Multikulturelle Treffen sind für Toni Vrenezi notwendig, um den Einheimischen Gelegenheit zu geben, das kulturelle und soziale Leben der Albaner aus der Nähe kennenzulernen. Laut ihm existieren zwar albanische Vereine, doch die Gemeinden der Umgebung wünschten sich einen kosovarischen Verein, einen Verein, der so heisst, wie sie die Albaner kennen, als Kosovo-Albaner. Denn die herausfordernden Probleme, von denen sie laufend hören, gelten als Probleme der "Kosovo-Albaner". "So schufen wir mit diesem Verein eine Kommunikationsadresse für die Probleme, die uns beschäftigen. Über diesen Verein versuchen wir nun, die Vorurteile aufzuweichen.

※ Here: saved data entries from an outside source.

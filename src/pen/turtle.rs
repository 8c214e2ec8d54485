use log::trace;

use super::{
    canvas::{line, Canvas},
    Pen,
};

/// Braille turtle: a position, a heading in degrees and a pen that is up or down.
///
/// `forward` and `back` always draw, whatever the pen state; only `move_to` honours `up`.
#[derive(Debug, Clone)]
pub struct Turtle {
    canvas: Canvas,
    x: f64,
    y: f64,
    heading: f64,
    pen_down: bool,
}

impl Default for Turtle {
    fn default() -> Self {
        Self {
            canvas: Canvas::new(),
            x: 0.0,
            y: 0.0,
            heading: 0.0,
            pen_down: true,
        }
    }
}

impl Turtle {
    pub fn new() -> Self {
        Self::default()
    }

    pub fn position(&self) -> (f64, f64) {
        (self.x, self.y)
    }

    pub fn heading(&self) -> f64 {
        self.heading
    }

    pub fn is_pen_down(&self) -> bool {
        self.pen_down
    }

    pub fn canvas(&self) -> &Canvas {
        &self.canvas
    }

    fn travel(&mut self, x: f64, y: f64, draw: bool) {
        if draw {
            for (px, py) in line(self.x, self.y, x, y) {
                self.canvas.set(px, py);
            }
        }
        trace!("turtle ({}, {}) -> ({x}, {y})", self.x, self.y);
        self.x = x;
        self.y = y;
    }
}

impl Pen for Turtle {
    fn forward(&mut self, step: f64) {
        let radians = self.heading.to_radians();
        let x = self.x + radians.cos() * step;
        let y = self.y + radians.sin() * step;
        self.travel(x, y, true);
    }

    fn left(&mut self, angle: f64) {
        self.heading -= angle;
    }

    fn right(&mut self, angle: f64) {
        self.heading += angle;
    }

    fn up(&mut self) {
        self.pen_down = false;
    }

    fn down(&mut self) {
        self.pen_down = true;
    }

    fn move_to(&mut self, x: f64, y: f64) {
        self.travel(x, y, self.pen_down);
    }

    fn clear(&mut self) {
        self.canvas.clear();
    }

    fn reset(&mut self) {
        self.x = 0.0;
        self.y = 0.0;
        self.heading = 0.0;
        self.canvas.clear();
    }

    fn render_frame(&self) -> String {
        self.canvas.frame()
    }
}

#[cfg(test)]
mod tests {
    use super::*;

    fn close(a: f64, b: f64) -> bool {
        (a - b).abs() < 1e-9
    }

    #[test]
    fn forward_follows_heading() {
        let mut turtle = Turtle::new();
        turtle.right(90.0);
        turtle.forward(10.0);
        let (x, y) = turtle.position();
        assert!(close(x, 0.0) && close(y, 10.0), "({x}, {y})");
        assert!(turtle.canvas().get(0.0, 5.0));
    }

    #[test]
    fn back_is_negative_forward() {
        let mut turtle = Turtle::new();
        turtle.back(4.0);
        assert!(close(turtle.position().0, -4.0));
    }

    #[test]
    fn pen_up_only_affects_move_to() {
        let mut turtle = Turtle::new();
        turtle.up();
        turtle.move_to(6.0, 0.0);
        assert!(turtle.canvas().is_empty());
        turtle.forward(4.0);
        assert!(turtle.canvas().get(8.0, 0.0));
        turtle.down();
        turtle.move_to(10.0, 8.0);
        assert!(turtle.canvas().get(10.0, 8.0));
    }

    #[test]
    fn reset_returns_home_but_keeps_pen_state() {
        let mut turtle = Turtle::new();
        turtle.right(30.0);
        turtle.forward(12.0);
        turtle.up();
        turtle.reset();
        assert_eq!(turtle.position(), (0.0, 0.0));
        assert_eq!(turtle.heading(), 0.0);
        assert!(turtle.render_frame().is_empty());
        assert!(!turtle.is_pen_down());
    }

    #[test]
    fn clear_keeps_position() {
        let mut turtle = Turtle::new();
        turtle.forward(5.0);
        turtle.clear();
        assert!(turtle.render_frame().is_empty());
        assert!(close(turtle.position().0, 5.0));
    }
}
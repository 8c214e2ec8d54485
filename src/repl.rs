//! Turtille REPL (Read-Eval-Print Loop)
//!
//! Reads one line at a time, runs it against a persistent interpreter and shows the
//! frame afterwards. The prompt and banner are skipped when stdin is not a terminal.

use std::io::{self, Write};

use crate::{
    ast::Command,
    atoms::control::USAGE,
    cli::output::{print_banner, print_notice},
    errors::print_error,
    runtime::{interrupt::INTERRUPTED, Interpreter},
};

pub const IDLE_INTERRUPT_NOTICE: &str = "Type 'q' or 'quit' to stop Turtille.";

/// What the loop does after a line.
#[derive(Debug, PartialEq, Eq)]
pub enum ReplFlow {
    Continue,
    Quit,
}

/// REPL state that persists across lines
pub struct ReplState<'vm> {
    vm: &'vm mut Interpreter,
    line_number: usize,
}

impl<'vm> ReplState<'vm> {
    pub fn new(vm: &'vm mut Interpreter) -> Self {
        Self { vm, line_number: 1 }
    }

    pub fn line_number(&self) -> usize {
        self.line_number
    }

    /// Runs one line. Errors are printed and the session continues; `quit` ends it.
    /// A Ctrl-C raised while the line runs is consumed here.
    pub fn eval_line(&mut self, input: &str) -> ReplFlow {
        let flow = self.run_line(input);
        self.vm.interrupt().take();
        flow
    }

    fn run_line(&mut self, input: &str) -> ReplFlow {
        let source_name = format!("<repl:{}>", self.line_number);
        self.line_number += 1;

        let result = self.vm.parse_named(input, &source_name).and_then(|program| {
            self.vm.execute(&program)?;
            Ok(program)
        });
        match result {
            Ok(program) => {
                if shows_frame(&program) {
                    let frame = self.vm.frame();
                    self.vm.emit(&frame);
                }
                ReplFlow::Continue
            }
            Err(e) if e.is_stop() => ReplFlow::Quit,
            Err(e) if e.is_interrupt() => {
                self.vm.emit(INTERRUPTED);
                let frame = self.vm.frame();
                self.vm.emit(&frame);
                ReplFlow::Continue
            }
            Err(e) => {
                print_error(e);
                ReplFlow::Continue
            }
        }
    }
}

/// A line shows the frame unless it ran nothing, or only asked for help.
fn shows_frame(program: &[Command]) -> bool {
    let commands: Vec<&Command> = program.iter().filter(|c| !c.is_comment()).collect();
    match commands.as_slice() {
        [] => false,
        [only] => !matches!(only.name.as_str(), "h" | "help"),
        _ => true,
    }
}

/// Main REPL entry point. Returns on `quit` or end of input.
pub fn run_repl(vm: &mut Interpreter) {
    let interrupt = vm.interrupt().clone();
    let interactive = atty::is(atty::Stream::Stdin);
    if interactive {
        print_banner();
        vm.emit(USAGE);
    }

    let mut state = ReplState::new(vm);
    loop {
        if interactive {
            print!("Turtille [{}]: ", state.line_number());
            let _ = io::stdout().flush();
        }

        let mut line = String::new();
        match io::stdin().read_line(&mut line) {
            Ok(0) => {
                // EOF (Ctrl+D)
                if interactive {
                    println!();
                }
                break;
            }
            Ok(_) => {
                // Ctrl-C while waiting for input discards the line
                if interrupt.take() {
                    print_notice(IDLE_INTERRUPT_NOTICE);
                    continue;
                }
                if line.trim().is_empty() {
                    continue;
                }
                if state.eval_line(&line) == ReplFlow::Quit {
                    break;
                }
            }
            Err(e) => {
                eprintln!("Error reading input: {}", e);
                break;
            }
        }
    }
}
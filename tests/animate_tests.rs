// tests/animate_tests.rs
//
// Everything lives in one test: animation changes the global log level, and
// parallel tests in this binary would see each other's changes.

mod common;

use std::{cell::RefCell, rc::Rc, time::Duration};

use common::{session_with, CallLog, PenCall, RecordingPen};
use log::LevelFilter;
use turtille::{
    atoms::SharedOutput,
    cli::output::OutputBuffer,
    runtime::{animation::STOPPED, Animation, Interpreter, Interrupt},
    TurtilleError,
};

fn forwards(calls: &[PenCall]) -> usize {
    calls.iter().filter(|c| matches!(c, PenCall::Forward(_))).count()
}

#[test]
fn animate_runs_exactly_n_times_and_restores_the_log_level() {
    log::set_max_level(LevelFilter::Trace);

    // counted: exactly five passes, one frame each
    let interrupt = Interrupt::new();
    let mut s = session_with(
        Interpreter::builder()
            .animation(Animation::new(Duration::ZERO))
            .interrupt(interrupt.clone()),
    );
    s.vm.run("step -> f 1").unwrap();
    s.vm.run("animate 5 step").unwrap();
    let calls = s.calls.borrow().clone();
    assert_eq!(forwards(&calls), 5);
    assert_eq!(calls.iter().filter(|c| **c == PenCall::Render).count(), 5);
    assert_eq!(s.output.borrow().screen_clears, 5);
    assert!(s.printed().contains("# press Ctrl-C to stop animation"));
    assert_eq!(log::max_level(), LevelFilter::Trace);

    // verbosity is capped while the body runs
    let levels = Rc::new(RefCell::new(Vec::new()));
    let seen = levels.clone();
    let calls: CallLog = Rc::new(RefCell::new(Vec::new()));
    let mut vm = Interpreter::builder()
        .animation(Animation::new(Duration::ZERO))
        .pen(RecordingPen::with_hook(calls.clone(), move |_| {
            seen.borrow_mut().push(log::max_level())
        }))
        .build()
        .unwrap();
    vm.run("animate 2 f").unwrap();
    assert!(levels.borrow().iter().all(|level| *level == LevelFilter::Info));
    assert_eq!(log::max_level(), LevelFilter::Trace);

    // indefinite: interrupted during the second frame
    let interrupt = Interrupt::new();
    let trigger = interrupt.clone();
    let calls: CallLog = Rc::new(RefCell::new(Vec::new()));
    let output = Rc::new(RefCell::new(OutputBuffer::new()));
    let mut vm = Interpreter::builder()
        .animation(Animation::new(Duration::ZERO))
        .interrupt(interrupt.clone())
        .output(SharedOutput::from_shared(output.clone()))
        .pen(RecordingPen::with_hook(calls.clone(), move |calls| {
            let renders = calls.iter().filter(|c| **c == PenCall::Render).count();
            if renders == 2 {
                trigger.trigger();
            }
        }))
        .build()
        .unwrap();
    vm.run("animate f r 10").unwrap();
    assert_eq!(forwards(&calls.borrow()), 2);
    assert!(output.borrow().as_str().ends_with(STOPPED));
    assert!(!interrupt.is_triggered());
    assert_eq!(log::max_level(), LevelFilter::Trace);

    // Ctrl-C in the middle of a pass stops the body at the next command
    let interrupt = Interrupt::new();
    let trigger = interrupt.clone();
    let calls: CallLog = Rc::new(RefCell::new(Vec::new()));
    let output = Rc::new(RefCell::new(OutputBuffer::new()));
    let mut vm = Interpreter::builder()
        .animation(Animation::new(Duration::ZERO))
        .interrupt(interrupt.clone())
        .output(SharedOutput::from_shared(output.clone()))
        .pen(RecordingPen::with_hook(calls.clone(), move |calls| {
            if forwards(calls) == 3 {
                trigger.trigger();
            }
        }))
        .build()
        .unwrap();
    vm.run("animate [f r 10 f]").unwrap();
    assert_eq!(forwards(&calls.borrow()), 3);
    // second pass: f, then the interrupt stops it before r
    assert_eq!(
        *calls.borrow(),
        vec![
            PenCall::Forward(20.0),
            PenCall::Right(10.0),
            PenCall::Forward(20.0),
            PenCall::Render,
            PenCall::Forward(20.0),
        ]
    );
    assert!(output.borrow().as_str().ends_with(STOPPED));
    assert!(!interrupt.is_triggered());
    assert_eq!(log::max_level(), LevelFilter::Trace);

    // a failing body still restores the level
    let mut s = session_with(
        Interpreter::builder().animation(Animation::new(Duration::ZERO)),
    );
    let err = s.vm.run("animate 3 [f 1 repeat -1 f]").unwrap_err();
    assert!(matches!(err, TurtilleError::InvalidArgument { .. }));
    assert_eq!(log::max_level(), LevelFilter::Trace);

    // zero passes draw nothing
    let mut s = session_with(
        Interpreter::builder().animation(Animation::new(Duration::ZERO)),
    );
    s.vm.run("animate 0 f").unwrap();
    assert!(s.calls.borrow().is_empty());
}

Deshalb schickten wir auch über zweihundert Einladungen an Vertreter der Schweizer Bevölkerung in den verschiedensten Bereichen." Offensichtlich war auch das Interesse der einheimischen Presse an der Veranstaltung, von der Lokalpresse bis hin zum St. Galler Tagblatt. Zugegen waren auch Vertreterinnen der albanischen Schule und der Imam der Enis-Koshi-Moschee, wie auch Ahmet Asani, der Berater des Ministers für Diasporaangelegenheiten, die beide eine Ansprache an die Anwesenden richteten.

 

Für das kulturelle Programm war der Veleshter Verein "Shqiponja" besorgt. Zu seinen Mitgliedern zählen zwei bekannte Sängerinnen: Arjeta Zhuta und Dorina Vinca. Ganz zum Schluss sangen Faton Rugova und Isuf Reshiti ausgewählte Volkslieder. Natürlich fehlte für die gluschtigen Schweizerinnen und Schweizer auch an diesem Anlass nicht die traditionelle albanische Küche und Essen "à la nona". [Für Sprachinteressierte: Nona ist die albanische Grossmutter, also die italienische Nonna.]